§ AIM OF THE EXERCISE:
How many lines in the entries below contain the word "resource"? Answer with the number and nothing else.

(EXERCISE INPUT)

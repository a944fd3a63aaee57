//! Mount lifecycle of a single run
//!
//! `MountManager::prepare_root` turns the root mount reference and the
//! auxiliary mounts of a request into descriptors for the runtime and, where
//! the platform needs one, a host path of the root filesystem. Every acquired
//! resource is registered on the caller's [`ReleaseChain`] as soon as it
//! exists, in the order root mount, local mount, stub cleanup, auxiliary
//! mounts.

use super::{LocalMounter, Mount, MountDescriptor, Mountable};
use crate::error::{ExecutorError, Result};
use crate::fsutil::root_path;
use crate::release::ReleaseChain;
use filetime::FileTime;
use std::fs;
use std::io;
use std::path::{Path, PathBuf};
use std::sync::Arc;
use tokio_util::sync::CancellationToken;

/// Files the network setup may bind over inside the container
const NETWORK_FILE_TARGETS: [&str; 2] = ["/etc/resolv.conf", "/etc/hosts"];

/// Auxiliary mount resolved to a single descriptor
#[derive(Debug, Clone, PartialEq, Eq)]
pub struct AuxMount {
    /// Destination inside the container
    pub dest: String,
    pub descriptor: MountDescriptor,
}

/// Descriptors handed to the runtime for one run
#[derive(Debug, Clone, Default, PartialEq, Eq)]
pub struct MountSet {
    /// Descriptors of the root filesystem
    pub root: Vec<MountDescriptor>,
    /// Auxiliary mounts in request order
    pub aux: Vec<AuxMount>,
}

/// Result of preparing the root of a run
pub struct PreparedRoot {
    pub mounts: MountSet,
    /// Host path of the root filesystem, when it was materialized
    pub rootfs_path: Option<PathBuf>,
    /// The resolved root mountable, reused by in-container helpers
    pub root_mountable: Arc<dyn Mountable>,
}

impl std::fmt::Debug for PreparedRoot {
    fn fmt(&self, f: &mut std::fmt::Formatter<'_>) -> std::fmt::Result {
        f.debug_struct("PreparedRoot")
            .field("mounts", &self.mounts)
            .field("rootfs_path", &self.rootfs_path)
            .finish()
    }
}

fn lstat_missing(path: &Path) -> bool {
    match fs::symlink_metadata(path) {
        Ok(_) => false,
        Err(e) => e.kind() == io::ErrorKind::NotFound || e.raw_os_error() == Some(libc::ENOTDIR),
    }
}

/// Placeholder paths the runtime will create to satisfy mount targets
/// missing from the image.
///
/// Taken before the container runs; `cleanup` removes whatever is still an
/// empty placeholder afterwards so the snapshot does not gain stray files.
#[derive(Debug, Clone, Default)]
pub struct MountStubs {
    root: PathBuf,
    paths: Vec<PathBuf>,
}

impl MountStubs {
    /// Record which mount targets do not exist under `root`.
    ///
    /// With `recursive`, missing parents are recorded as well, deepest
    /// first, up to the first existing ancestor.
    pub fn snapshot<'a>(root: &Path, dests: impl IntoIterator<Item = &'a str>, recursive: bool) -> Self {
        let mut paths = Vec::new();
        let mut targets: Vec<&str> = NETWORK_FILE_TARGETS.to_vec();
        targets.extend(dests);

        for dest in targets {
            let dest = Path::new("/").join(dest);
            if dest == Path::new("/") {
                continue;
            }
            let mut real = match root_path(root, &dest) {
                Ok(p) => p,
                Err(_) => continue,
            };

            while lstat_missing(&real) {
                paths.push(real.clone());
                if !recursive {
                    break;
                }
                let parent = match real.parent() {
                    Some(parent) if parent != real.as_path() && parent != root => parent.to_path_buf(),
                    _ => break,
                };
                real = parent;
            }
        }

        Self {
            root: root.to_path_buf(),
            paths,
        }
    }

    /// Recorded placeholder paths
    pub fn paths(&self) -> &[PathBuf] {
        &self.paths
    }

    /// Remove placeholders that are still empty.
    ///
    /// Parent directory times are restored after each removal so that the
    /// resulting snapshot stays reproducible. Problems are logged, never
    /// returned.
    pub fn cleanup(&self) {
        for recorded in &self.paths {
            let relative = recorded.strip_prefix(&self.root).unwrap_or(recorded);
            let path = match root_path(&self.root, Path::new("/").join(relative)) {
                Ok(p) => p,
                Err(_) => continue,
            };
            let metadata = match fs::symlink_metadata(&path) {
                Ok(m) => m,
                Err(_) => continue,
            };

            if metadata.is_dir() {
                match fs::read_dir(&path) {
                    Ok(mut entries) => {
                        if entries.next().is_some() {
                            continue;
                        }
                    }
                    Err(_) => continue,
                }
            } else if metadata.len() != 0 {
                continue;
            }

            let parent = match path.parent() {
                Some(p) => p,
                None => continue,
            };
            let parent_meta = match fs::metadata(parent) {
                Ok(m) => m,
                Err(_) => continue,
            };
            let atime = FileTime::from_last_access_time(&parent_meta);
            let mtime = FileTime::from_last_modification_time(&parent_meta);

            let removed = if metadata.is_dir() {
                fs::remove_dir(&path)
            } else {
                fs::remove_file(&path)
            };
            if let Err(e) = removed {
                tracing::warn!(path = %path.display(), error = %e, "failed to remove mount stub");
            }
            if let Err(e) = filetime::set_file_times(parent, atime, mtime) {
                tracing::warn!(path = %parent.display(), error = %e, "failed to restore mount stub parent times");
            }
        }
    }
}

/// Acquires the mounts of a run and registers their release
#[derive(Clone)]
pub struct MountManager {
    local: Arc<dyn LocalMounter>,
}

impl MountManager {
    /// Create a manager that materializes mounts with `local`
    pub fn new(local: Arc<dyn LocalMounter>) -> Self {
        Self { local }
    }

    /// Acquire the root mount and the auxiliary mounts of a run.
    ///
    /// With `materialize` the root is also mounted on the host and its
    /// missing mount targets are recorded as stubs. On error the actions
    /// registered so far stay on `chain` for the caller to release.
    pub async fn prepare_root(
        &self,
        chain: &mut ReleaseChain,
        root: &Mount,
        aux: &[Mount],
        recursive_stubs: bool,
        materialize: bool,
        cancel: &CancellationToken,
    ) -> Result<PreparedRoot> {
        let root_mountable = acquire_source(root, cancel).await?;
        let (root_mounts, release) = root_mountable
            .mount()
            .map_err(|e| ExecutorError::mount("mounting root", e))?;
        chain.acquire_boxed("root mount", release);
        tracing::debug!(mounts = root_mounts.len(), "root mount acquired");

        let mut rootfs_path = None;
        if materialize {
            let path = self.local_mount(chain, "local mount", &root_mounts)?;

            let stubs = MountStubs::snapshot(&path, aux.iter().map(|m| m.dest.as_str()), recursive_stubs);
            tracing::debug!(stubs = stubs.paths().len(), rootfs = %path.display(), "recorded mount stubs");
            chain.acquire("mount stubs", move || {
                stubs.cleanup();
                Ok(())
            });
            rootfs_path = Some(path);
        }

        let aux = self.resolve_aux(chain, aux, cancel).await?;

        Ok(PreparedRoot {
            mounts: MountSet {
                root: root_mounts,
                aux,
            },
            rootfs_path,
            root_mountable,
        })
    }

    /// Resolve auxiliary mounts to one descriptor each.
    ///
    /// A single descriptor without a selector is passed through. Selectors
    /// and multi-descriptor sources are mounted on the host first and
    /// exposed as a bind of the selected path.
    pub async fn resolve_aux(
        &self,
        chain: &mut ReleaseChain,
        aux: &[Mount],
        cancel: &CancellationToken,
    ) -> Result<Vec<AuxMount>> {
        let mut resolved = Vec::with_capacity(aux.len());

        for m in aux {
            let mountable = acquire_source(m, cancel).await?;
            let (mounts, release) = mountable
                .mount()
                .map_err(|e| ExecutorError::mount(format!("mounting {}", m.dest), e))?;
            chain.acquire_boxed(format!("aux mount {}", m.dest), release);

            let descriptor = match mounts.as_slice() {
                [single] if m.selector.is_empty() => {
                    let mut descriptor = single.clone();
                    if m.readonly && !descriptor.is_readonly() {
                        descriptor.options.push("ro".to_string());
                    }
                    descriptor
                }
                _ => {
                    let base = self.local_mount(chain, &format!("local mount {}", m.dest), &mounts)?;
                    let selected = root_path(&base, &m.selector).map_err(|e| {
                        ExecutorError::mount(format!("selecting {} in {}", m.selector, m.dest), e)
                    })?;
                    MountDescriptor::rbind(&selected.to_string_lossy(), m.readonly)
                }
            };

            tracing::debug!(dest = %m.dest, source = %descriptor.source, "aux mount acquired");
            resolved.push(AuxMount {
                dest: m.dest.clone(),
                descriptor,
            });
        }

        Ok(resolved)
    }

    /// Resolve the source of `m` into a mountable, honouring `cancel`
    pub async fn acquire(&self, m: &Mount, cancel: &CancellationToken) -> Result<Arc<dyn Mountable>> {
        acquire_source(m, cancel).await
    }

    /// Materialize `mounts` on the host, registering the unmount as `name`
    pub fn local_mount(&self, chain: &mut ReleaseChain, name: &str, mounts: &[MountDescriptor]) -> Result<PathBuf> {
        let local = self
            .local
            .mount(mounts)
            .map_err(|e| ExecutorError::mount(name.to_string(), e))?;
        if let Some(unmount) = local.unmount {
            chain.acquire_boxed(name, unmount);
        }
        tracing::debug!(path = %local.path.display(), "local mount ready");
        Ok(local.path)
    }
}

async fn acquire_source(m: &Mount, cancel: &CancellationToken) -> Result<Arc<dyn Mountable>> {
    let result = tokio::select! {
        result = m.src.mount(m.readonly) => result,
        _ = cancel.cancelled() => return Err(ExecutorError::Cancelled),
    };
    result.map_err(|e| ExecutorError::mount(format!("acquiring mount source for {}", m.dest), e))
}
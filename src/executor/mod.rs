//! Build-step executor
//!
//! [`Executor::run`] drives one build step end to end: acquire the root and
//! auxiliary mounts, resolve the user, make sure the working directory
//! exists, generate the spec, hand the task to the runtime and wait for it.
//! Everything acquired along the way is registered on a [`ReleaseChain`]
//! that is unwound when the run finishes, fails or is cancelled.

pub mod io;
pub mod request;

pub use io::{CaptureBuffer, ProcessInfo, Reader, Writer};
pub use request::{NetworkNamespace, ProcessMode, RunRequest, SecurityMode, Ulimit};

use crate::config::ExecutorConfig;
use crate::error::{ExecutorError, Result, ResultExt};
use crate::identity::{ChownOpt, HelperRunner, ResolvedIdentity};
use crate::mount::{HostLocalMounter, Mount, MountDescriptor, MountManager, Mountable, StubMountSource};
use crate::network::{HostNetworkFiles, NetworkFiles};
use crate::platform::{DefaultPlatform, IdentityContext, Platform, SpecContext};
use crate::release::ReleaseChain;
use async_trait::async_trait;
use oci_spec::runtime::Spec;
use std::sync::Arc;
use tokio_util::sync::CancellationToken;

/// Everything the runtime needs to start one container
#[derive(Debug, Clone)]
pub struct Task {
    pub id: String,
    pub spec: Spec,
    /// Root filesystem mounts
    pub rootfs: Vec<MountDescriptor>,
}

/// Container runtime the executor hands tasks to
#[async_trait]
pub trait RuntimeClient: Send + Sync {
    /// Start `task`, wire up the process streams and wait for the exit code.
    ///
    /// When `cancel` fires the implementation must kill the task, wait for
    /// it to exit and then return [`ExecutorError::Cancelled`]. The executor
    /// keeps every mount of the task until this call returns.
    async fn run(&self, task: Task, process: ProcessInfo, cancel: &CancellationToken) -> Result<i32>;
}

/// Runs build steps on one host platform
pub struct Executor<P: Platform = DefaultPlatform> {
    config: Arc<ExecutorConfig>,
    platform: P,
    mounts: MountManager,
    runtime: Arc<dyn RuntimeClient>,
    network: Arc<dyn NetworkFiles>,
}

impl<P: Platform> Executor<P> {
    /// Create an executor from explicit collaborators
    pub fn new(
        config: Arc<ExecutorConfig>,
        platform: P,
        mounts: MountManager,
        runtime: Arc<dyn RuntimeClient>,
        network: Arc<dyn NetworkFiles>,
    ) -> Self {
        Self {
            config,
            platform,
            mounts,
            runtime,
            network,
        }
    }

    /// Create an executor that mounts and writes network files below the
    /// configured state directory.
    ///
    /// Platforms whose mounts the host mounter cannot handle are rejected;
    /// build those with [`Executor::new`] and a matching [`LocalMounter`].
    ///
    /// [`LocalMounter`]: crate::mount::LocalMounter
    pub fn with_host_defaults(config: ExecutorConfig, platform: P, runtime: Arc<dyn RuntimeClient>) -> Result<Self> {
        config.validate()?;
        if !platform.host_local_mounts() {
            return Err(ExecutorError::UnsupportedFeature(format!(
                "host local mounts for {} roots, a LocalMounter must be supplied through Executor::new",
                platform.name()
            )));
        }
        let mounts = MountManager::new(Arc::new(HostLocalMounter::new(config.mounts_dir())));
        let network = Arc::new(HostNetworkFiles::new(config.net_dir(), config.host_resolv_conf.clone()));

        tracing::info!(root = %config.root.display(), platform = platform.name(), "executor ready");
        Ok(Self::new(Arc::new(config), platform, mounts, runtime, network))
    }

    pub fn config(&self) -> &ExecutorConfig {
        &self.config
    }

    pub fn platform(&self) -> &P {
        &self.platform
    }

    /// Run one process in a container rooted at `root`.
    ///
    /// Returns once the process has exited and every acquired resource has
    /// been released. A non-zero exit is reported as
    /// [`ExecutorError::ProcessExited`]. Release failures are logged and
    /// never replace the error of the run itself.
    pub async fn run(
        &self,
        id: Option<&str>,
        root: &Mount,
        aux: &[Mount],
        process: ProcessInfo,
        cancel: &CancellationToken,
    ) -> Result<()> {
        let id = id
            .map(str::to_string)
            .unwrap_or_else(|| uuid::Uuid::new_v4().simple().to_string());

        let mut chain = ReleaseChain::new();
        let result = self.run_inner(&id, &mut chain, root, aux, process, cancel).await;

        let failures = chain.release_all();
        if !failures.is_empty() {
            tracing::warn!(id = %id, failures = failures.len(), "run cleanup incomplete");
        }

        match &result {
            Ok(()) => tracing::info!(id = %id, "process finished"),
            Err(e) if e.is_cancelled() => tracing::info!(id = %id, "run cancelled"),
            Err(e) => tracing::debug!(id = %id, error = %e, cause = %e.innermost(), "run failed"),
        }
        result
    }

    async fn run_inner(
        &self,
        id: &str,
        chain: &mut ReleaseChain,
        root: &Mount,
        aux: &[Mount],
        process: ProcessInfo,
        cancel: &CancellationToken,
    ) -> Result<()> {
        let request = &process.request;

        let prepared = self
            .mounts
            .prepare_root(
                chain,
                root,
                aux,
                request.remove_mount_stubs_recursive,
                self.platform.materialize_root(),
                cancel,
            )
            .await
            .op("preparing mounts")?;

        let identity = {
            let ctx = IdentityContext {
                rootfs_path: prepared.rootfs_path.as_deref(),
                root: Some(Arc::clone(&prepared.root_mountable)),
                helper: self,
                cancel,
            };
            self.platform
                .resolve_identity(&request.user, &ctx)
                .await
                .op("resolving user")?
        };
        tracing::debug!(id = %id, user = %request.user, identity = ?identity, "user resolved");

        self.platform
            .ensure_cwd(&self.mounts, &prepared, &request.cwd, &identity)
            .op("ensuring working directory")?;

        let spec = {
            let ctx = SpecContext {
                id,
                request,
                identity: &identity,
                mounts: &prepared.mounts,
                config: &self.config,
                network: self.network.as_ref(),
            };
            self.platform.build_spec(&ctx, chain).op("generating spec")?
        };

        let task = Task {
            id: id.to_string(),
            spec,
            rootfs: self.platform.task_mounts(&prepared).op("collecting root mounts")?,
        };

        // The runtime owns the task until it returns, including its teardown
        // after cancellation, so mounts are only released after this await.
        tracing::info!(id = %id, args = ?request.args, "starting process");
        let code = self.runtime.run(task, process, cancel).await.op("running task")?;

        if code != 0 {
            return Err(ExecutorError::ProcessExited { code });
        }
        Ok(())
    }

    /// Resolve the owner requested by a file operation on `root`.
    ///
    /// Returns `None` when the operation keeps existing owners.
    pub async fn resolve_chown(
        &self,
        opt: Option<&ChownOpt>,
        root: Option<&Mount>,
        cancel: &CancellationToken,
    ) -> Result<Option<ResolvedIdentity>> {
        let opt = match opt {
            Some(opt) => opt,
            None => return Ok(None),
        };

        let mut chain = ReleaseChain::new();
        let result = self.resolve_chown_inner(&mut chain, opt, root, cancel).await;
        chain.release_all();
        result.op("resolving chown user")
    }

    async fn resolve_chown_inner(
        &self,
        chain: &mut ReleaseChain,
        opt: &ChownOpt,
        root: Option<&Mount>,
        cancel: &CancellationToken,
    ) -> Result<Option<ResolvedIdentity>> {
        let mut mountable: Option<Arc<dyn Mountable>> = None;
        let mut rootfs_path = None;

        if let Some(root) = root {
            let resolved = self.mounts.acquire(root, cancel).await?;
            if self.platform.materialize_root() {
                let (descriptors, release) = resolved
                    .mount()
                    .map_err(|e| ExecutorError::mount("mounting chown root", e))?;
                chain.acquire_boxed("chown root mount", release);
                rootfs_path = Some(self.mounts.local_mount(chain, "chown local mount", &descriptors)?);
            }
            mountable = Some(resolved);
        }

        let ctx = IdentityContext {
            rootfs_path: rootfs_path.as_deref(),
            root: mountable,
            helper: self,
            cancel,
        };
        self.platform.resolve_chown(Some(opt), &ctx).await
    }
}

#[async_trait]
impl<P: Platform> HelperRunner for Executor<P> {
    async fn run_helper(
        &self,
        root: Arc<dyn Mountable>,
        process: ProcessInfo,
        cancel: &CancellationToken,
    ) -> Result<()> {
        let mount = StubMountSource::root_mount(root);
        self.run(None, &mount, &[], process, cancel).await
    }
}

(End EXERCISE INPUT)

§ RESULT FOR THIS EXERCISE:
2